*TO DO*:
Note how many lines in the entries below contain the string "memory", and answer with that number and no other text.

(Saved data entries)

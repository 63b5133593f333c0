use std::collections::HashMap;

use async_trait::async_trait;
use serde_json::Value;

use super::resource_model::{FieldMap, RecordRef};
use crate::errors::Result;

/// Per-type contract between the synchronization core and the embedding
/// application's domain records.
///
/// One adapter is registered per integrated record type. Adapters own
/// record loading and the mapping to remote field sets; the core never
/// touches domain storage directly.
#[async_trait]
pub trait ResourceAdapter: Send + Sync {
    /// Name of this resource on the remote service.
    fn remote_type(&self) -> &str;

    /// Name of the external id field on the remote service.
    fn external_id_field(&self) -> &str;

    /// Wire field set for one record, or `None` when the record no longer
    /// exists.
    async fn field_map(&self, record_id: i64) -> Result<Option<FieldMap>>;

    /// Every id of this resource type, for full resynchronisation runs.
    async fn record_ids(&self) -> Result<Vec<i64>>;

    /// Maximum lengths enforced on outgoing field values. A limit of 0
    /// disables truncation for that field.
    fn field_limits(&self) -> HashMap<String, usize> {
        HashMap::new()
    }

    /// Whether this event warrants an upsert. Default is to always upsert;
    /// override to restrict to specific events or changed attributes.
    fn requires_upsert(
        &self,
        _event_name: &str,
        _changed_attributes: Option<&HashMap<String, Value>>,
    ) -> bool {
        true
    }

    /// Records that must exist remotely before this one is upserted.
    /// Absent entries are skipped by the router.
    async fn dependent_records(&self, _record_id: i64) -> Result<Vec<Option<RecordRef>>> {
        Ok(Vec::new())
    }

    /// Remote query locating a pre-existing counterpart of an
    /// unsynchronised record, checked before creating a new remote record.
    /// `None` skips the lookup entirely.
    async fn remote_match_query(&self, _record_id: i64) -> Result<Option<String>> {
        Ok(None)
    }

    /// Invoked after every confirmed upsert of a record.
    async fn after_upsert(&self, _record_id: i64) -> Result<()> {
        Ok(())
    }

    /// Field set with `field_limits` applied.
    async fn prepared_fields(&self, record_id: i64) -> Result<Option<FieldMap>> {
        let fields = match self.field_map(record_id).await? {
            Some(fields) => fields,
            None => return Ok(None),
        };
        let limits = self.field_limits();

        Ok(Some(
            fields
                .into_iter()
                .map(|(name, value)| {
                    let value = match limits.get(&name) {
                        Some(&limit) if limit > 0 => truncate_field(value, limit),
                        _ => value,
                    };
                    (name, value)
                })
                .collect(),
        ))
    }
}

// Text values keep a "..." marker within the limit; numeric values are cut
// plain and become strings once cut. Limits count characters, not bytes.
fn truncate_field(value: Value, limit: usize) -> Value {
    match value {
        Value::String(text) => {
            if text.chars().count() <= limit {
                return Value::String(text);
            }
            if limit > 3 {
                let kept: String = text.chars().take(limit - 3).collect();
                Value::String(format!("{kept}..."))
            } else {
                Value::String(text.chars().take(limit).collect())
            }
        }
        Value::Number(number) => {
            let digits = number.to_string();
            if digits.chars().count() <= limit {
                Value::Number(number)
            } else {
                Value::String(digits.chars().take(limit).collect())
            }
        }
        other => other,
    }
}
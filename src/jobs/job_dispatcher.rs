use std::sync::Arc;

use super::job_model::JobPayload;
use super::job_queue::JobQueue;
use crate::bulk::{BulkRequest, BulkSyncPlanner};
use crate::config::SyncConfig;
use crate::errors::{mirror, ErrorReporter, Result};
use crate::identifiers::IdentifierStore;
use crate::remote::RemoteClient;
use crate::resources::{RecordAction, ResourceRegistry};

/// Worker-side switch executing dequeued payloads.
///
/// The worker runtime deserializes a job's payload and hands it here; this
/// is the single dispatch point for every deferred unit the core enqueues.
/// Failed jobs are mirrored to the error reporter when configured, then
/// surface unchanged. Retry policy stays with the worker runtime.
pub struct JobDispatcher {
    registry: Arc<ResourceRegistry>,
    remote: Arc<dyn RemoteClient>,
    identifiers: Arc<dyn IdentifierStore>,
    queue: Arc<dyn JobQueue>,
    config: Arc<SyncConfig>,
    reporter: Option<Arc<dyn ErrorReporter>>,
}

impl JobDispatcher {
    pub fn new(
        registry: Arc<ResourceRegistry>,
        remote: Arc<dyn RemoteClient>,
        identifiers: Arc<dyn IdentifierStore>,
        queue: Arc<dyn JobQueue>,
        config: Arc<SyncConfig>,
        reporter: Option<Arc<dyn ErrorReporter>>,
    ) -> Self {
        Self {
            registry,
            remote,
            identifiers,
            queue,
            config,
            reporter,
        }
    }

    pub async fn dispatch(&self, payload: JobPayload) -> Result<()> {
        self.run(payload).await.map_err(|error| {
            mirror(error, self.reporter.as_ref(), self.config.report_errors)
        })
    }

    async fn run(&self, payload: JobPayload) -> Result<()> {
        match payload {
            JobPayload::Upsert { record } => {
                RecordAction::new(
                    record,
                    &self.registry,
                    self.remote.clone(),
                    self.identifiers.clone(),
                )?
                .upsert()
                .await
            }
            JobPayload::Destroy { record } => {
                RecordAction::new(
                    record,
                    &self.registry,
                    self.remote.clone(),
                    self.identifiers.clone(),
                )?
                .destroy()
                .await
            }
            JobPayload::ProcessBatch {
                remote_type,
                record_ids,
            } => {
                BulkRequest::new(
                    remote_type,
                    record_ids,
                    self.registry.clone(),
                    self.remote.clone(),
                    self.identifiers.clone(),
                    self.config.clone(),
                )
                .process()
                .await
            }
            JobPayload::ResumeBulkRun { items } => {
                BulkSyncPlanner::from_states(
                    items,
                    self.registry.clone(),
                    self.remote.clone(),
                    self.identifiers.clone(),
                    self.queue.clone(),
                    self.config.clone(),
                )
                .synchronise()
                .await
            }
        }
    }
}
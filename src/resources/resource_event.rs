use std::sync::Arc;

use log::debug;

use super::resource_model::{ChangeEvent, RecordRef};
use super::resource_queue::RecordSyncQueue;
use super::resource_registry::ResourceRegistry;
use crate::config::SyncConfig;
use crate::errors::{Result, SyncError};
use crate::identifiers::IdentifierStore;
use crate::jobs::JobQueue;

#[derive(Debug, PartialEq, Eq)]
enum EventKind {
    Destroy,
    Upsert,
}

/// Turns named change events into scheduling decisions.
///
/// Destroy events cancel any pending upserts before the destroy job is
/// scheduled. Upsert events pre-schedule immediate upserts for any
/// unsynchronised dependencies, then a debounced upsert for the record
/// itself. Pre-scheduling is a hint: the dependency's job competes for
/// workers like any other, so completion order is not guaranteed.
pub struct EventRouter {
    registry: Arc<ResourceRegistry>,
    queue: Arc<dyn JobQueue>,
    identifiers: Arc<dyn IdentifierStore>,
    config: Arc<SyncConfig>,
}

impl EventRouter {
    pub fn new(
        registry: Arc<ResourceRegistry>,
        queue: Arc<dyn JobQueue>,
        identifiers: Arc<dyn IdentifierStore>,
        config: Arc<SyncConfig>,
    ) -> Self {
        Self {
            registry,
            queue,
            identifiers,
            config,
        }
    }

    pub async fn route(&self, event: &ChangeEvent) -> Result<()> {
        if !self.config.active {
            debug!("Synchronization inactive, ignoring {}", event.event_name);
            return Ok(());
        }

        match self.classify(&event.event_name)? {
            EventKind::Destroy => self.route_destroy(event).await,
            EventKind::Upsert => self.route_upsert(event).await,
        }
    }

    // Destroy suffixes are checked before upsert suffixes; first match wins.
    fn classify(&self, event_name: &str) -> Result<EventKind> {
        if ends_with_any(event_name, &self.config.destroy_event_suffixes) {
            Ok(EventKind::Destroy)
        } else if ends_with_any(event_name, &self.config.upsert_event_suffixes) {
            Ok(EventKind::Upsert)
        } else {
            Err(SyncError::UnknownEventKind(event_name.to_string()))
        }
    }

    async fn route_destroy(&self, event: &ChangeEvent) -> Result<()> {
        let queue = self.record_queue(&event.record)?;
        queue.cancel_upsert().await?;
        queue.schedule_destroy().await
    }

    async fn route_upsert(&self, event: &ChangeEvent) -> Result<()> {
        let adapter = self.registry.adapter(&event.record.type_tag)?;
        if !adapter.requires_upsert(&event.event_name, event.changed_attributes.as_ref()) {
            debug!(
                "Upsert not required for {} on {}",
                event.record, event.event_name
            );
            return Ok(());
        }

        for dependent in adapter.dependent_records(event.record.id).await? {
            let dependent = match dependent {
                Some(dependent) => dependent,
                None => continue,
            };
            if !self.is_synchronised(&dependent)? {
                debug!(
                    "Pre-scheduling dependency {} of {}",
                    dependent, event.record
                );
                self.record_queue(&dependent)?.schedule_upsert(true).await?;
            }
        }

        self.record_queue(&event.record)?.schedule_upsert(false).await
    }

    fn is_synchronised(&self, record: &RecordRef) -> Result<bool> {
        let remote_type = self.registry.adapter(&record.type_tag)?.remote_type();
        Ok(self.identifiers.find(remote_type, record.id)?.is_some())
    }

    fn record_queue(&self, record: &RecordRef) -> Result<RecordSyncQueue> {
        RecordSyncQueue::new(
            record.clone(),
            &self.registry,
            self.queue.clone(),
            self.config.clone(),
        )
    }
}

fn ends_with_any(event_name: &str, suffixes: &[String]) -> bool {
    suffixes.iter().any(|suffix| event_name.ends_with(suffix))
}
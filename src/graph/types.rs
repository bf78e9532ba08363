//! Core type definitions for the graph

use indexmap::Equivalent;
use std::hash::Hash;

pub use wgraph_algorithms::{NodeId, Weight, DEFAULT_WEIGHT};

/// Borrowed form of a directed edge `(source, target)`.
///
/// Hashes exactly like the owned `(N, N)` key of the weight map, so weights can be
/// looked up and removed without cloning either endpoint.
#[derive(Debug, Clone, Copy, PartialEq, Eq, Hash)]
pub struct EdgeKey<'a, N>(pub &'a N, pub &'a N);

impl<'a, N> EdgeKey<'a, N> {
    pub fn new(source: &'a N, target: &'a N) -> Self {
        EdgeKey(source, target)
    }
}

impl<N: Eq + Hash> Equivalent<(N, N)> for EdgeKey<'_, N> {
    fn equivalent(&self, key: &(N, N)) -> bool {
        *self.0 == key.0 && *self.1 == key.1
    }
}

#[cfg(test)]
mod tests {
    use super::*;
    use indexmap::IndexMap;

    #[test]
    fn test_edge_key_lookup() {
        let mut weights: IndexMap<(String, String), Weight> = IndexMap::new();
        weights.insert(("foo".to_string(), "bar".to_string()), 5.0);

        let foo = "foo".to_string();
        let bar = "bar".to_string();
        assert_eq!(weights.get(&EdgeKey::new(&foo, &bar)), Some(&5.0));
        assert_eq!(weights.get(&EdgeKey::new(&bar, &foo)), None);
    }
}
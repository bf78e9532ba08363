//! In-memory graph storage implementation
//!
//! A directed graph stored as an insertion-ordered adjacency list plus a map of
//! explicit edge weights. Edges without an entry in the weight map have weight
//! [`DEFAULT_WEIGHT`].

use super::types::{EdgeKey, NodeId, Weight, DEFAULT_WEIGHT};
use indexmap::{IndexMap, IndexSet};

/// In-memory directed, weighted graph
///
/// - edges: N -> Vec<N> (outgoing adjacency list, insertion order preserved)
/// - edge_weights: (N, N) -> Weight (only weights different from 1)
///
/// Adjacency lists may hold the same target more than once; parallel edges share a
/// single weight slot.
///
/// # Example
///
/// ```
/// use wgraph::Graph;
///
/// let mut graph = Graph::new();
/// graph
///     .add_edge("a", "b")
///     .add_weighted_edge("b", "c", 4.0);
///
/// assert_eq!(graph.all_nodes(), vec!["a", "b", "c"]);
/// assert_eq!(graph.edge_weight(&"a", &"b"), 1.0);
/// assert_eq!(graph.edge_weight(&"b", &"c"), 4.0);
/// ```
#[derive(Debug, Clone)]
pub struct Graph<N> {
    /// Adjacency list: node -> outgoing targets
    edges: IndexMap<N, Vec<N>>,

    /// Explicit (non-default) edge weights
    edge_weights: IndexMap<(N, N), Weight>,
}

impl<N: NodeId> Default for Graph<N> {
    fn default() -> Self {
        Self::new()
    }
}

impl<N: NodeId> PartialEq for Graph<N> {
    fn eq(&self, other: &Self) -> bool {
        self.edges == other.edges && self.edge_weights == other.edge_weights
    }
}

impl<N: NodeId> Graph<N> {
    /// Create a new empty graph
    pub fn new() -> Self {
        Graph {
            edges: IndexMap::new(),
            edge_weights: IndexMap::new(),
        }
    }

    /// The adjacency list, keyed by node in insertion order
    pub fn edges(&self) -> &IndexMap<N, Vec<N>> {
        &self.edges
    }

    /// The explicitly stored edge weights
    pub fn edge_weights(&self) -> &IndexMap<(N, N), Weight> {
        &self.edge_weights
    }

    /// Number of distinct nodes (keys and edge targets)
    pub fn len(&self) -> usize {
        self.node_set().len()
    }

    /// Agrees with `len() == 0`: `add_edge` always gives the target its own adjacency entry
    pub fn is_empty(&self) -> bool {
        self.edges.is_empty()
    }

    /// Number of edges, counting parallel edges separately
    pub fn edge_count(&self) -> usize {
        self.edges.values().map(Vec::len).sum()
    }

    /// Returns true if the node has an adjacency entry or is the target of an edge
    pub fn contains_node(&self, node: &N) -> bool {
        self.edges.contains_key(node) || self.edges.values().any(|targets| targets.contains(node))
    }

    /// Add a node with an empty adjacency list.
    ///
    /// Does nothing if the node already exists; existing edges are kept.
    pub fn add_node(&mut self, node: N) -> &mut Self {
        self.edges.entry(node).or_default();
        self
    }

    /// Remove a node together with its incoming and outgoing edges and their weights.
    ///
    /// Does nothing if the node does not exist.
    pub fn remove_node(&mut self, node: &N) -> &mut Self {
        // Incoming edges
        for (source, targets) in self.edges.iter_mut() {
            if targets.contains(node) {
                targets.retain(|target| target != node);
                self.edge_weights.shift_remove(&EdgeKey::new(source, node));
            }
        }

        // Outgoing edges
        if let Some(targets) = self.edges.shift_remove(node) {
            for target in &targets {
                self.edge_weights.shift_remove(&EdgeKey::new(node, target));
            }
        }

        self
    }

    /// All nodes in first-seen order.
    ///
    /// Walks the adjacency keys in insertion order and, for each key, its targets in
    /// order, recording every node the first time it appears.
    pub fn all_nodes(&self) -> Vec<N> {
        self.node_set().into_iter().cloned().collect()
    }

    fn node_set(&self) -> IndexSet<&N> {
        let mut seen = IndexSet::with_capacity(self.edges.len());
        for (source, targets) in &self.edges {
            seen.insert(source);
            seen.extend(targets);
        }
        seen
    }

    /// Outgoing targets of a node in insertion order; empty for unknown nodes
    pub fn adjacent_to(&self, node: &N) -> &[N] {
        self.edges.get(node).map(Vec::as_slice).unwrap_or(&[])
    }

    /// Set the weight of the edge `source -> target`.
    ///
    /// A weight equal to [`DEFAULT_WEIGHT`] is never stored; passing it leaves any
    /// existing entry untouched.
    pub fn set_edge_weight(&mut self, source: N, target: N, weight: Weight) {
        if weight != DEFAULT_WEIGHT {
            self.edge_weights.insert((source, target), weight);
        }
    }

    /// Weight of the edge `source -> target`, or [`DEFAULT_WEIGHT`] if none is set
    pub fn edge_weight(&self, source: &N, target: &N) -> Weight {
        self.edge_weights
            .get(&EdgeKey::new(source, target))
            .copied()
            .unwrap_or(DEFAULT_WEIGHT)
    }

    /// Drop the stored weight of `source -> target`, resetting it to the default.
    ///
    /// The edge itself is kept.
    pub fn remove_edge_weight(&mut self, source: &N, target: &N) {
        self.edge_weights.shift_remove(&EdgeKey::new(source, target));
    }

    /// Add an edge `source -> target` with the default weight.
    ///
    /// Both nodes are added if missing. Adding the same edge twice appends the target
    /// twice.
    pub fn add_edge(&mut self, source: N, target: N) -> &mut Self {
        self.edges.entry(source).or_default().push(target.clone());
        self.edges.entry(target).or_default();
        self
    }

    /// Add an edge `source -> target` and set its weight
    pub fn add_weighted_edge(&mut self, source: N, target: N, weight: Weight) -> &mut Self {
        self.add_edge(source.clone(), target.clone());
        self.set_edge_weight(source, target, weight);
        self
    }

    /// Remove every `source -> target` edge and its weight. Nodes are kept.
    ///
    /// Does nothing if `source` is unknown or the edge does not exist.
    pub fn remove_edge(&mut self, source: &N, target: &N) -> &mut Self {
        if let Some(targets) = self.edges.get_mut(source) {
            targets.retain(|node| node != target);
            self.edge_weights.shift_remove(&EdgeKey::new(source, target));
        }
        self
    }

    /// Number of edges pointing at `node`. Costs O(E).
    pub fn in_degree(&self, node: &N) -> usize {
        self.edges
            .values()
            .map(|targets| targets.iter().filter(|target| *target == node).count())
            .sum()
    }

    /// Number of edges leaving `node`; 0 for unknown nodes
    pub fn out_degree(&self, node: &N) -> usize {
        self.edges.get(node).map_or(0, Vec::len)
    }
}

*COMPLETED TASK*:
2